» Problem statement
Scan the entries and state how many lines contain "bool". Write no other text.

Dataset entries:
⁂
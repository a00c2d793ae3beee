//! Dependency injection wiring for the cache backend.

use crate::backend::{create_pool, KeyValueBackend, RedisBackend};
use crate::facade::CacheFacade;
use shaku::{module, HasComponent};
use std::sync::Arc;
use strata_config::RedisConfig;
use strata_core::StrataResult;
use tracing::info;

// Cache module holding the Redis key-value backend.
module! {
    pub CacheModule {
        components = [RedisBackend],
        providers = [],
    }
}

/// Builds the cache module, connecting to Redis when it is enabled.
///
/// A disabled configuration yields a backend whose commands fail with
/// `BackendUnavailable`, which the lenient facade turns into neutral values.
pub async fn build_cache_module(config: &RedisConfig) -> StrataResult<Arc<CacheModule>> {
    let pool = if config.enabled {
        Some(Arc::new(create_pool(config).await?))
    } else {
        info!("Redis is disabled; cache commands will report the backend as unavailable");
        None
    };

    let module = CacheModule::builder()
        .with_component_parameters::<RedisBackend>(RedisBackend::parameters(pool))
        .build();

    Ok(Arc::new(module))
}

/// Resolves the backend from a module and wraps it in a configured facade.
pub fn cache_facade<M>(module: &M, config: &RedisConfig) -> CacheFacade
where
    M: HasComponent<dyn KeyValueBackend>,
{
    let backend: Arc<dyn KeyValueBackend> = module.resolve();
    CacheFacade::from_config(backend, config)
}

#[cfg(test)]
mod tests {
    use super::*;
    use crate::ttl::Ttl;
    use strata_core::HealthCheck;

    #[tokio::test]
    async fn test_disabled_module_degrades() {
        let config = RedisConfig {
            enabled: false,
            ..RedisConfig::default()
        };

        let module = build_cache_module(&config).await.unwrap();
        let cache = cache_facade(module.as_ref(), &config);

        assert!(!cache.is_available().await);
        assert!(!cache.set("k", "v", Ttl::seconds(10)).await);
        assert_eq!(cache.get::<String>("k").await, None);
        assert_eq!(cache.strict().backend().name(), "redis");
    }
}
⁂
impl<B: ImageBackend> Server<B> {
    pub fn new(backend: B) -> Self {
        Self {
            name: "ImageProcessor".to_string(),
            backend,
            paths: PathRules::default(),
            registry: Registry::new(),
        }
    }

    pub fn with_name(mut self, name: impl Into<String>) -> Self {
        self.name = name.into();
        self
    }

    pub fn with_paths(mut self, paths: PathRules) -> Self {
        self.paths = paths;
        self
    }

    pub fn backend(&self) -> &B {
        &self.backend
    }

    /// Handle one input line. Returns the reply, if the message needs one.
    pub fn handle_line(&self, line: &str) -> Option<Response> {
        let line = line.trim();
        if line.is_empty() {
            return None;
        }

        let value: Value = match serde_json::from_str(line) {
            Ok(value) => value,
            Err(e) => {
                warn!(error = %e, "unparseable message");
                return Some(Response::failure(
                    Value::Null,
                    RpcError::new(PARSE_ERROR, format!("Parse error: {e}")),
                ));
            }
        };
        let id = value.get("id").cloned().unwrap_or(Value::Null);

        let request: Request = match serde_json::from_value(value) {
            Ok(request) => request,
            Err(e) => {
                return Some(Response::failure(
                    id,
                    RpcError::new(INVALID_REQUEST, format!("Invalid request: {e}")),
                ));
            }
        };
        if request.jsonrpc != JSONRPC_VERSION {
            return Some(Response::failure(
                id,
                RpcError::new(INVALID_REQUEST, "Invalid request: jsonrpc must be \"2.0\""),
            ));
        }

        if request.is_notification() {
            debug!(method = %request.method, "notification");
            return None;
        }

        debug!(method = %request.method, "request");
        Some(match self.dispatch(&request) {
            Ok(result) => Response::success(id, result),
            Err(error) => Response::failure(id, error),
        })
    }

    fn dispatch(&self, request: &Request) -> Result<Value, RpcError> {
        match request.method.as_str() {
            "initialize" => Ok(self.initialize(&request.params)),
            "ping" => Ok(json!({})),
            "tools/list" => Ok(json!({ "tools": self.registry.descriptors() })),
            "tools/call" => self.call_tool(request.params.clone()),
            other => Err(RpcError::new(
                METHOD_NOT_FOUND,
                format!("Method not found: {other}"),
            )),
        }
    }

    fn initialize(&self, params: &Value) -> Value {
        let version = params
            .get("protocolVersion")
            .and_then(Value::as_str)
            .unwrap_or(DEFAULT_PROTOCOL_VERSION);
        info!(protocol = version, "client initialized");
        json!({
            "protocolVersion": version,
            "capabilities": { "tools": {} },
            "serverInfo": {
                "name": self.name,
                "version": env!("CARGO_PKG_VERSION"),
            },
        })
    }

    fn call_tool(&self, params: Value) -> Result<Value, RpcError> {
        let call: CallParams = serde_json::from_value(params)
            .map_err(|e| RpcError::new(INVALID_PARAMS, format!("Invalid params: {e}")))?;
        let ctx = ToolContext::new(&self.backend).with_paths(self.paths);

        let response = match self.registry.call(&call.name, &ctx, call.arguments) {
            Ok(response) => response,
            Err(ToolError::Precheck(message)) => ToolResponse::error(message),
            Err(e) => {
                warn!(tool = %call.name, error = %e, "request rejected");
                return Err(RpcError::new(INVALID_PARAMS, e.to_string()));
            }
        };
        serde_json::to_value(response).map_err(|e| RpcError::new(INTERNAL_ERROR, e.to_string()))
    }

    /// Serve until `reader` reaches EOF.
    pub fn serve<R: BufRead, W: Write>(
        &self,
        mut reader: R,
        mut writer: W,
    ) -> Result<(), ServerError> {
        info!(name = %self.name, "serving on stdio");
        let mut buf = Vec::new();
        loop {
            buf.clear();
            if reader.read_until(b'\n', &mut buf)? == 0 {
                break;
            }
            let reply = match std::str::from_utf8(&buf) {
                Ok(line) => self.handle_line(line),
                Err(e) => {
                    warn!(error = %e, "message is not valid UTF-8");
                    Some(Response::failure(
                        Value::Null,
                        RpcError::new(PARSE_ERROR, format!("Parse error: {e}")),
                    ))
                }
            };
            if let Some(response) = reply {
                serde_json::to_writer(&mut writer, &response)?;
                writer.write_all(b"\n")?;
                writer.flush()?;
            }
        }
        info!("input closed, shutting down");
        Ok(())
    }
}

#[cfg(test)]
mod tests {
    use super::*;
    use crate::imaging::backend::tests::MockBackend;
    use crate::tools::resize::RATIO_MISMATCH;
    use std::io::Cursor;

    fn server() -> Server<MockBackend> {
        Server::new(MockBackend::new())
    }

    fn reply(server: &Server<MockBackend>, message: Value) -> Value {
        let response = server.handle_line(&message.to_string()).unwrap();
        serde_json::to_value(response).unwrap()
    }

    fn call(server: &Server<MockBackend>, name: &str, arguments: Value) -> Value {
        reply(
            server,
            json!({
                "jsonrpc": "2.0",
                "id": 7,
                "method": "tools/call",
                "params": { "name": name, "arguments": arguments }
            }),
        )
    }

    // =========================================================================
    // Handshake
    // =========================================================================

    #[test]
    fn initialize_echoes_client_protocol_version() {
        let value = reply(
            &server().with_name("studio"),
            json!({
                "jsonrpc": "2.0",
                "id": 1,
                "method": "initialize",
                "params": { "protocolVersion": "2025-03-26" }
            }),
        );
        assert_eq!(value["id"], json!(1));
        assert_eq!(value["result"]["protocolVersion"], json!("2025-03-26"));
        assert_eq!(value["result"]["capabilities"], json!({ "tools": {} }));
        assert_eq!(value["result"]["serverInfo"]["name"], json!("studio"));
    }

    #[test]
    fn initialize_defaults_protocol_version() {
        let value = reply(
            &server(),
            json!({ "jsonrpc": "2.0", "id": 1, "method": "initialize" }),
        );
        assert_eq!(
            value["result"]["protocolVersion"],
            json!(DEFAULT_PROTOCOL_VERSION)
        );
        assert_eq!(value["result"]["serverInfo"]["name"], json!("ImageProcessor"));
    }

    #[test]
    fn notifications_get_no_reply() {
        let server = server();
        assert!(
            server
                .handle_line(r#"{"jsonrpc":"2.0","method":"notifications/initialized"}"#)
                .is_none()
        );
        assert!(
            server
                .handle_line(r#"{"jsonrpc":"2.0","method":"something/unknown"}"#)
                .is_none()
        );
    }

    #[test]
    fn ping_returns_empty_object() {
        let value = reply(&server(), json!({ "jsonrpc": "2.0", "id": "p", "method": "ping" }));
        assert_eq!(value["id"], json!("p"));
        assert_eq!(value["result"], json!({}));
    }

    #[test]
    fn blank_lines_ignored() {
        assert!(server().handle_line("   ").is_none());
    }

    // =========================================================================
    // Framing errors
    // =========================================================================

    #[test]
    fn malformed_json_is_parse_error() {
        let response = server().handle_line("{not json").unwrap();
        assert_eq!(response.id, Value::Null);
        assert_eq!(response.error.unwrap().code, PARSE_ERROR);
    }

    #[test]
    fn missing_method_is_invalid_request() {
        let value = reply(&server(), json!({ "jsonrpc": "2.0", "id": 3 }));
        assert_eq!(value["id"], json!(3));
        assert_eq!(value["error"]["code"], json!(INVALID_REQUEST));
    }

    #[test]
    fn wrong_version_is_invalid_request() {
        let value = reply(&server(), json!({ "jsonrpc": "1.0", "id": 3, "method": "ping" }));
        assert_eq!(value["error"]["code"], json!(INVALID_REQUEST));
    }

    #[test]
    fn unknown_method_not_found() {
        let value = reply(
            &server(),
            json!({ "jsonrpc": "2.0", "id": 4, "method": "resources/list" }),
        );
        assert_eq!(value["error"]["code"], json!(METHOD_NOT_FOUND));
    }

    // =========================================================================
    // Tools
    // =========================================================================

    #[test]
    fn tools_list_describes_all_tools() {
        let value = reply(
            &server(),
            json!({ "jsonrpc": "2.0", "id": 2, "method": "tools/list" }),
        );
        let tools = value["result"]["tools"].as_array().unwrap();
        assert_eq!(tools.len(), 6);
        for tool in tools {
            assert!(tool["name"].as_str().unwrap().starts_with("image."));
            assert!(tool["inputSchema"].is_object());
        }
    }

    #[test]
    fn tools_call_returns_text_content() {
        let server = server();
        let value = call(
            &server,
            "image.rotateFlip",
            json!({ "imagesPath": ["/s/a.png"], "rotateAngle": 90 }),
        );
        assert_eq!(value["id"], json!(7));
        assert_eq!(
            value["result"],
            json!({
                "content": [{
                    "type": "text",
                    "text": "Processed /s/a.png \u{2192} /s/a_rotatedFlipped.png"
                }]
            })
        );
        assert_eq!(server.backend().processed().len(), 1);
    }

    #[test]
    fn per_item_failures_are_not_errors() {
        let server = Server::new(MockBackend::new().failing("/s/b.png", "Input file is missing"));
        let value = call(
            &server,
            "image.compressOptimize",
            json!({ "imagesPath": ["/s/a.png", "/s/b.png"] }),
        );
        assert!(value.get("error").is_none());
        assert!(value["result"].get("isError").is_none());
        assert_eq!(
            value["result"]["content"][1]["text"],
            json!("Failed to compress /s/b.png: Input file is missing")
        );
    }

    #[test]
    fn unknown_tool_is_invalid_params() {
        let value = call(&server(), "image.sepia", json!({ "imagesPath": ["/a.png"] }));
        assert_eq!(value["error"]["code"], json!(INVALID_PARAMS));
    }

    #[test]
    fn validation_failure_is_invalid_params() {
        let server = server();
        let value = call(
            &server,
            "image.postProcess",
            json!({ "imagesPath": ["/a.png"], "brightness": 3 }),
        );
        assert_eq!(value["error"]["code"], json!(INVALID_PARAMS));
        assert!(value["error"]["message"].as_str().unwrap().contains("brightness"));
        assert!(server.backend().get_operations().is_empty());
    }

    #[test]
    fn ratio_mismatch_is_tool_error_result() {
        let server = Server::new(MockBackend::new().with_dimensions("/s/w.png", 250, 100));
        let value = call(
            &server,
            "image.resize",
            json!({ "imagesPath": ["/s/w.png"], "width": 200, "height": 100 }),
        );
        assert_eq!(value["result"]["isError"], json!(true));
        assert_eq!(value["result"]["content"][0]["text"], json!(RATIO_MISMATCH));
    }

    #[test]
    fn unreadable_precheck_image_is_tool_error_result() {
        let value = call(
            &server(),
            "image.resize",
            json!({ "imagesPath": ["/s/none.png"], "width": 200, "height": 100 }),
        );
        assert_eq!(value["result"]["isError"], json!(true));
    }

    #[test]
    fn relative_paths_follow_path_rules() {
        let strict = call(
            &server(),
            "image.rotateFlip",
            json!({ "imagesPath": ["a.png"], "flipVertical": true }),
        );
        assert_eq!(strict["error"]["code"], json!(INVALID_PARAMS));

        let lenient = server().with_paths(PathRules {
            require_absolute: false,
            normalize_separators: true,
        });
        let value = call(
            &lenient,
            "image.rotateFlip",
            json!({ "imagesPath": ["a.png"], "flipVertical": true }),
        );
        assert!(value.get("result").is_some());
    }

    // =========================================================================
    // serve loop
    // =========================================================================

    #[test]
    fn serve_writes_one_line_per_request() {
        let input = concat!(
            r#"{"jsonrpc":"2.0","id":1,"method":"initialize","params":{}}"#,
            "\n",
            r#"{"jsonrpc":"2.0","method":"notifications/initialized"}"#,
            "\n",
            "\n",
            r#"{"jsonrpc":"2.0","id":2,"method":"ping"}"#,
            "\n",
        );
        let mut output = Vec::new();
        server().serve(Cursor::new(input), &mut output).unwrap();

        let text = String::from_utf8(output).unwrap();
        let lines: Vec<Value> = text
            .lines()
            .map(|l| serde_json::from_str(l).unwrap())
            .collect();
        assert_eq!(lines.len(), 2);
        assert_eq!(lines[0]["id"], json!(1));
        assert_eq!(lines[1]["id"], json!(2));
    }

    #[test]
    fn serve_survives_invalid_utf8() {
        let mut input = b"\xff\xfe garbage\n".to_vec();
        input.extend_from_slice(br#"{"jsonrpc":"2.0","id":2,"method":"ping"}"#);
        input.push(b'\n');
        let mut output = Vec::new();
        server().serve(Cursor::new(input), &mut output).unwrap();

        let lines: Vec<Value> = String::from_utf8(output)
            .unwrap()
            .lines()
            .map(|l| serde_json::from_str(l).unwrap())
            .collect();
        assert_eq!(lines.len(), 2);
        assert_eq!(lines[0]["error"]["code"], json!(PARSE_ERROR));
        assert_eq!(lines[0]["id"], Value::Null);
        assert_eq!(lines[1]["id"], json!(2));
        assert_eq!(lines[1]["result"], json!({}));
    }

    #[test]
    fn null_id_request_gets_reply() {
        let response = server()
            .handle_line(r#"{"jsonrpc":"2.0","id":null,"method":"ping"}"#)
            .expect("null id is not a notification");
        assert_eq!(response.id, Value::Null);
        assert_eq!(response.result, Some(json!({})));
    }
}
⁂
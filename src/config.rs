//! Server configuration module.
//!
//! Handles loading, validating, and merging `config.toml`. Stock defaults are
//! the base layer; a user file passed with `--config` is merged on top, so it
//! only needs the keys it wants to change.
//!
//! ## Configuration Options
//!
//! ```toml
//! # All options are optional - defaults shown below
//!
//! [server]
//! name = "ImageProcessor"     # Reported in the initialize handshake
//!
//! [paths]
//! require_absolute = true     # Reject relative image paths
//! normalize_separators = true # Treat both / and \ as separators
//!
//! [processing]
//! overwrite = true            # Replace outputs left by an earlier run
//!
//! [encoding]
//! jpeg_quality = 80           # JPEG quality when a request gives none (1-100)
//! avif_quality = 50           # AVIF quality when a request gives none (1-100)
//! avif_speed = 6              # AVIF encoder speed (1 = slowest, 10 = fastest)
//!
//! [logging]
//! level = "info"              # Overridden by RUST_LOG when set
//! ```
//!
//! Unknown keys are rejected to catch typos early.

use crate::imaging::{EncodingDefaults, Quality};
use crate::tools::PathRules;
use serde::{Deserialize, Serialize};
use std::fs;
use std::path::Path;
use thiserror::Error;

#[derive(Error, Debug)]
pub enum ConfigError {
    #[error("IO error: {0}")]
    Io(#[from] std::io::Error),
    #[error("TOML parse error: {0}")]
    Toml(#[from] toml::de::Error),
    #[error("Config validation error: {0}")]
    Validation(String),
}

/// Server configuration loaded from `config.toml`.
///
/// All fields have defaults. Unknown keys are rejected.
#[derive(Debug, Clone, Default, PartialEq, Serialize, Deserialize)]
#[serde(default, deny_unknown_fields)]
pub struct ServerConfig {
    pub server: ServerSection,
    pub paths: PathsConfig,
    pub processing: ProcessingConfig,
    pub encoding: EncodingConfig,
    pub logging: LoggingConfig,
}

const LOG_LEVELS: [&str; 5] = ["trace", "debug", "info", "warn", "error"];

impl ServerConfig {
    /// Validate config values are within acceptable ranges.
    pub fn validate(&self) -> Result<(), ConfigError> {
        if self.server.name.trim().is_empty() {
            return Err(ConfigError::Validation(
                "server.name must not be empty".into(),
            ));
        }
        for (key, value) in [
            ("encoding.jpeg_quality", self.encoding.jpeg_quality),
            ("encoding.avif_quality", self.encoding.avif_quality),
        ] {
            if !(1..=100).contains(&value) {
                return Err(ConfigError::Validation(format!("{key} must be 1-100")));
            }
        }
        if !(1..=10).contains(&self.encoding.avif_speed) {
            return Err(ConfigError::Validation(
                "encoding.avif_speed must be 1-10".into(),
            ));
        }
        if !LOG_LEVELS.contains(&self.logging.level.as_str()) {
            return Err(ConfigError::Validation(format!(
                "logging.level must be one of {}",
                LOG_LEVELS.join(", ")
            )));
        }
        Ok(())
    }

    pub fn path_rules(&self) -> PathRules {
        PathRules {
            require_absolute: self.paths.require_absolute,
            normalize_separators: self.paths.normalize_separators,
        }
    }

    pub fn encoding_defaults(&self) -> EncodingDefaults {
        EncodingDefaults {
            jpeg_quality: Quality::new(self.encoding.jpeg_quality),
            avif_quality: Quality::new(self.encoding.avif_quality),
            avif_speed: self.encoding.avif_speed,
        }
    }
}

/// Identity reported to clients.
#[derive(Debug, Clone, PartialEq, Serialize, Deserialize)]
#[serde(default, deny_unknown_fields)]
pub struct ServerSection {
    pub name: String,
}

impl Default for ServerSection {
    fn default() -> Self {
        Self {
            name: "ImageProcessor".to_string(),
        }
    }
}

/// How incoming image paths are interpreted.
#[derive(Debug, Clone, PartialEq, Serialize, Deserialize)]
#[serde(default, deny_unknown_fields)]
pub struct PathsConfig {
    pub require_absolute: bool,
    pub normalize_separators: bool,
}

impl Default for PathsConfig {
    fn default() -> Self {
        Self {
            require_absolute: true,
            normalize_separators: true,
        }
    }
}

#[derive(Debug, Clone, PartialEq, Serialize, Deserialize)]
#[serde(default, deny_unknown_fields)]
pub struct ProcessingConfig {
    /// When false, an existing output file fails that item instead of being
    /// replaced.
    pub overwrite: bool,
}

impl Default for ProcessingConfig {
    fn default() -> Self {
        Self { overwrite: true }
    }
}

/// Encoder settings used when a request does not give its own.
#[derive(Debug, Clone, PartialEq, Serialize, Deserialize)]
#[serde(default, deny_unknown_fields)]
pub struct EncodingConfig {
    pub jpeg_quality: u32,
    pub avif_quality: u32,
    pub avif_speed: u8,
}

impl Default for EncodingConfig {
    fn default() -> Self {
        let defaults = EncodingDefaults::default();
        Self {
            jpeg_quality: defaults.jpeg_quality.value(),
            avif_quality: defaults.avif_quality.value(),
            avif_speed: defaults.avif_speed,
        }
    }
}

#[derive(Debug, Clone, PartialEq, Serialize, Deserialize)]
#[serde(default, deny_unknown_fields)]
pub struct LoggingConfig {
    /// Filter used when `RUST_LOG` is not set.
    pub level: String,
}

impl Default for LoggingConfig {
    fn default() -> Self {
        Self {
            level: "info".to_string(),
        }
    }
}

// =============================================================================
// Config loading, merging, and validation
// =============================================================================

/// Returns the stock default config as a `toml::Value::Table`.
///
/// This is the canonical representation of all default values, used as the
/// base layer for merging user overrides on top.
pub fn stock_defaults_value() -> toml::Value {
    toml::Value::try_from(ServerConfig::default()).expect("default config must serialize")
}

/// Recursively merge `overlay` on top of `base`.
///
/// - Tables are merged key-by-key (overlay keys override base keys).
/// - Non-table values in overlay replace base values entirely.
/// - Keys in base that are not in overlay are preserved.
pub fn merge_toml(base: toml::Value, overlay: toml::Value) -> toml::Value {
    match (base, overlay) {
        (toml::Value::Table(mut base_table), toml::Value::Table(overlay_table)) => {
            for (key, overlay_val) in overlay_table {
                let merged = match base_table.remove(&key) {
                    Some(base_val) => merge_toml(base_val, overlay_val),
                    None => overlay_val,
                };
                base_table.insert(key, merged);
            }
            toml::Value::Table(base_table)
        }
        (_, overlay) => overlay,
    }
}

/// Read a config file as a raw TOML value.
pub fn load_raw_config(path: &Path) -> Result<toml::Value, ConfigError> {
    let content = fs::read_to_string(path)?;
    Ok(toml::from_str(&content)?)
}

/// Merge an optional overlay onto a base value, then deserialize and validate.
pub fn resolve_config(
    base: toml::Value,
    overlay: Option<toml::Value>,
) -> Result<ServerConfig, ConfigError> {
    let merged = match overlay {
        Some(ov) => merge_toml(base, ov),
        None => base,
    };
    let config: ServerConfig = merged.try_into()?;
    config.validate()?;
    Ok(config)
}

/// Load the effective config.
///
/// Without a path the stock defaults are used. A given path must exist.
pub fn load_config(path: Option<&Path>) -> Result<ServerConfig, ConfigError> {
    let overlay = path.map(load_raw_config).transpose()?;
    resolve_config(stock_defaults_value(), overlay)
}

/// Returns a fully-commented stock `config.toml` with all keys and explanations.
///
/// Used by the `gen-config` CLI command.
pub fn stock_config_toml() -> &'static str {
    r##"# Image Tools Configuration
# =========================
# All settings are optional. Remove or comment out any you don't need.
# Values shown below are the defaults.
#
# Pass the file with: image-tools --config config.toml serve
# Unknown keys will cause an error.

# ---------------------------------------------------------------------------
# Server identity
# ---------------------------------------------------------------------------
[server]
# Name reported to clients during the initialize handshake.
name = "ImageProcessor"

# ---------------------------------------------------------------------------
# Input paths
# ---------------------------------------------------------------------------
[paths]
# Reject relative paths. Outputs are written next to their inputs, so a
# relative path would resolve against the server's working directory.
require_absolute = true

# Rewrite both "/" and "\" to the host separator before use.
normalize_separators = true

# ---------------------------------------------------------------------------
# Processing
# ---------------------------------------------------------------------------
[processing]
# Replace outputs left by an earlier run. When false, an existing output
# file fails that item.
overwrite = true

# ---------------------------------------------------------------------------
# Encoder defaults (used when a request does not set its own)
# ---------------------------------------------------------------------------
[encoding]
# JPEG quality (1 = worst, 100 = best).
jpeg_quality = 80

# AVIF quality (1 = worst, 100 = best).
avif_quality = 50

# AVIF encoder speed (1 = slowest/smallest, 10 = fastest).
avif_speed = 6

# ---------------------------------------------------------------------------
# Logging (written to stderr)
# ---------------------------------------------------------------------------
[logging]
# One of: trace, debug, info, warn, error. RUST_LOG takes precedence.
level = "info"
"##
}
⁂
» Exercise result
3